Topic: Medals
Victoria Cross in Pawn (1907)
Hero Who Won It Found Dying Before It Is Sold
The Carp Review, Carp, Ontario, 3 January 1907
(From the London Mirror.)
After a brief spell of fame it seems to be the predestined fate of the Victoria Cross hero to sink into a position so reduced that it is impossible to find his whereabouts.
Many are the romances, which rate has woven around men who, after a daring feat of arms, have been rewarded by a grateful sovereign with the proudest possession of a soldier. But none of them is more pathetic than that of a distinguished officer whose Victoria Cross was to have been sold next week in a London auction room.
Fifty years ago he performed such feats of heroism in the Crimea that he received a nation's praise and a grateful Queen pinned on his breast the bronze cross that is worth so little and yet is worth so much.

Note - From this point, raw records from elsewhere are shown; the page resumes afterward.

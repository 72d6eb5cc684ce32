//! sockhub daemon - single-threaded TCP connection multiplexer
//!
//! Listens on a TCP port, logs every connection lifecycle event and
//! optionally echoes or broadcasts what clients send.
//!
//! # Usage
//!
//! ```bash
//! # Listen on the default 0.0.0.0:6666 and log events
//! sockhubd
//!
//! # Echo every message back to its sender
//! sockhubd --port 7000 --echo
//!
//! # Relay every message to all clients, settings from a file
//! sockhubd --config sockhub.toml --broadcast
//!
//! # Override through the environment
//! SOCKHUB_PORT=7000 sockhubd
//!
//! # Enable debug logging
//! RUST_LOG=sockhubd=debug sockhubd
//! ```
//!
//! # Signal Handling
//!
//! - SIGTERM/SIGINT: Graceful shutdown, every client gets a `disconnect`

use std::path::PathBuf;
use std::process;

use anyhow::{Context, Result};
use clap::Parser;
use tokio_util::sync::CancellationToken;
use tracing::{error, info};
use tracing_subscriber::EnvFilter;

use sockhubd::handlers::{attach_logging, attach_relay};
use sockhubd::{Relay, Server, ServerConfig};

/// sockhub daemon - TCP connection multiplexer with lifecycle events
#[derive(Parser, Debug)]
#[command(name = "sockhubd", version, about)]
struct Args {
    /// Host name or address to listen on
    #[arg(long)]
    host: Option<String>,

    /// Port to listen on (0 picks a free port)
    #[arg(short, long)]
    port: Option<u16>,

    /// Maximum pending connections in the accept queue
    #[arg(long)]
    backlog: Option<u32>,

    /// TOML file with server settings
    #[arg(short, long)]
    config: Option<PathBuf>,

    /// Send every message back to its sender
    #[arg(long, conflicts_with = "broadcast")]
    echo: bool,

    /// Send every message to all connected clients
    #[arg(long)]
    broadcast: bool,
}

impl Args {
    fn relay(&self) -> Relay {
        if self.echo {
            Relay::Echo
        } else if self.broadcast {
            Relay::Broadcast
        } else {
            Relay::Off
        }
    }
}

/// Builds the effective config: defaults, then file, then environment,
/// then command line flags.
fn load_config(args: &Args) -> Result<ServerConfig> {
    let mut config = match &args.config {
        Some(path) => ServerConfig::load(path)
            .with_context(|| format!("Failed to load config from {}", path.display()))?,
        None => ServerConfig::default(),
    };

    config
        .apply_env()
        .context("Invalid SOCKHUB_* environment override")?;

    if let Some(host) = &args.host {
        config.host = host.clone();
    }
    if let Some(port) = args.port {
        config.port = port;
    }
    if let Some(backlog) = args.backlog {
        config.backlog = backlog;
    }

    config.validate().context("Invalid command line option")?;
    Ok(config)
}

#[tokio::main]
async fn main() -> Result<()> {
    let args = Args::parse();

    tracing_subscriber::fmt()
        .with_env_filter(
            EnvFilter::from_default_env()
                .add_directive("sockhubd=info".parse()?)
                .add_directive("sockhub_core=info".parse()?),
        )
        .init();

    info!(
        version = env!("CARGO_PKG_VERSION"),
        pid = process::id(),
        "sockhub daemon starting"
    );

    let config = load_config(&args)?;
    let relay = args.relay();

    let cancel_token = CancellationToken::new();

    let shutdown_token = cancel_token.clone();
    tokio::spawn(async move {
        if let Err(e) = wait_for_shutdown_signal().await {
            error!(error = %e, "Error waiting for shutdown signal");
        }
        info!("Shutdown signal received");
        shutdown_token.cancel();
    });

    let mut server = Server::new(config, cancel_token).context("Failed to create server")?;
    attach_logging(&mut server);
    attach_relay(&mut server, relay);

    info!(
        addr = %server.config().bind_address(),
        relay = ?relay,
        "Starting server"
    );

    // The loop blocks on the OS poll, keep it off the async workers
    let result = tokio::task::spawn_blocking(move || server.run())
        .await
        .context("Server task panicked")?;

    if let Err(e) = result {
        error!(error = %e, "Server error");
        return Err(e.into());
    }

    info!("sockhub daemon stopped");
    Ok(())
}

/// Waits for a shutdown signal (SIGTERM or SIGINT).
async fn wait_for_shutdown_signal() -> Result<()> {
    #[cfg(unix)]
    {
        use tokio::signal::unix::{signal, SignalKind};

        let mut sigterm = signal(SignalKind::terminate())?;
        let mut sigint = signal(SignalKind::interrupt())?;

        tokio::select! {
            _ = sigterm.recv() => {
                info!("Received SIGTERM");
            }
            _ = sigint.recv() => {
                info!("Received SIGINT");
            }
        }
    }

    #[cfg(not(unix))]
    {
        tokio::signal::ctrl_c().await?;
        info!("Received Ctrl+C");
    }

    Ok(())
}

#[cfg(test)]
mod tests {
    use super::*;

    #[test]
    fn test_args_defaults() {
        let args = Args::parse_from(["sockhubd"]);
        assert_eq!(args.relay(), Relay::Off);
        assert!(args.port.is_none());
    }

    #[test]
    fn test_echo_conflicts_with_broadcast() {
        assert!(Args::try_parse_from(["sockhubd", "--echo", "--broadcast"]).is_err());
        assert_eq!(
            Args::parse_from(["sockhubd", "--broadcast"]).relay(),
            Relay::Broadcast
        );
    }

    #[test]
    fn test_flags_override_file() {
        let dir = tempfile::tempdir().unwrap();
        let path = dir.path().join("sockhub.toml");
        std::fs::write(&path, "host = \"127.0.0.1\"\nport = 7000\nbacklog = 16\n").unwrap();

        let args = Args::parse_from([
            "sockhubd",
            "--config",
            path.to_str().unwrap(),
            "--port",
            "7100",
        ]);
        let config = load_config(&args).unwrap();

        assert_eq!(config.host, "127.0.0.1");
        assert_eq!(config.port, 7100);
        assert_eq!(config.backlog, 16);
    }

    #[test]
    fn test_zero_backlog_flag_rejected() {
        let args = Args::parse_from(["sockhubd", "--backlog", "0"]);
        assert!(load_config(&args).is_err());
    }
}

Afterwards he rose to high rank in the army and retired. Ten years ago misfortune overtook him, and as a last resource he raised a few pounds by leaving his beloved cross in a pawn broker's frawer. Then he departed and nothing more was heard of him.
A Victoria Cross is never sold until after the death of the man to whom it has been awarded.
The auctioneers searched the Somerset house registers for days, but the gallant officer's name was not to be found. At last, three days ago, his death was presumed and the cross was advertised for sale. It was to have been sold nest week, but yesterday afternoon, quite by accident, the auctioneers heard that the officer was still alive, although seriously ill.
And so the cross will not be sold. Possibly a friend will recompense the pawn-broker to the extent of its value and send it along to the officer in order that he may see it again before he dies.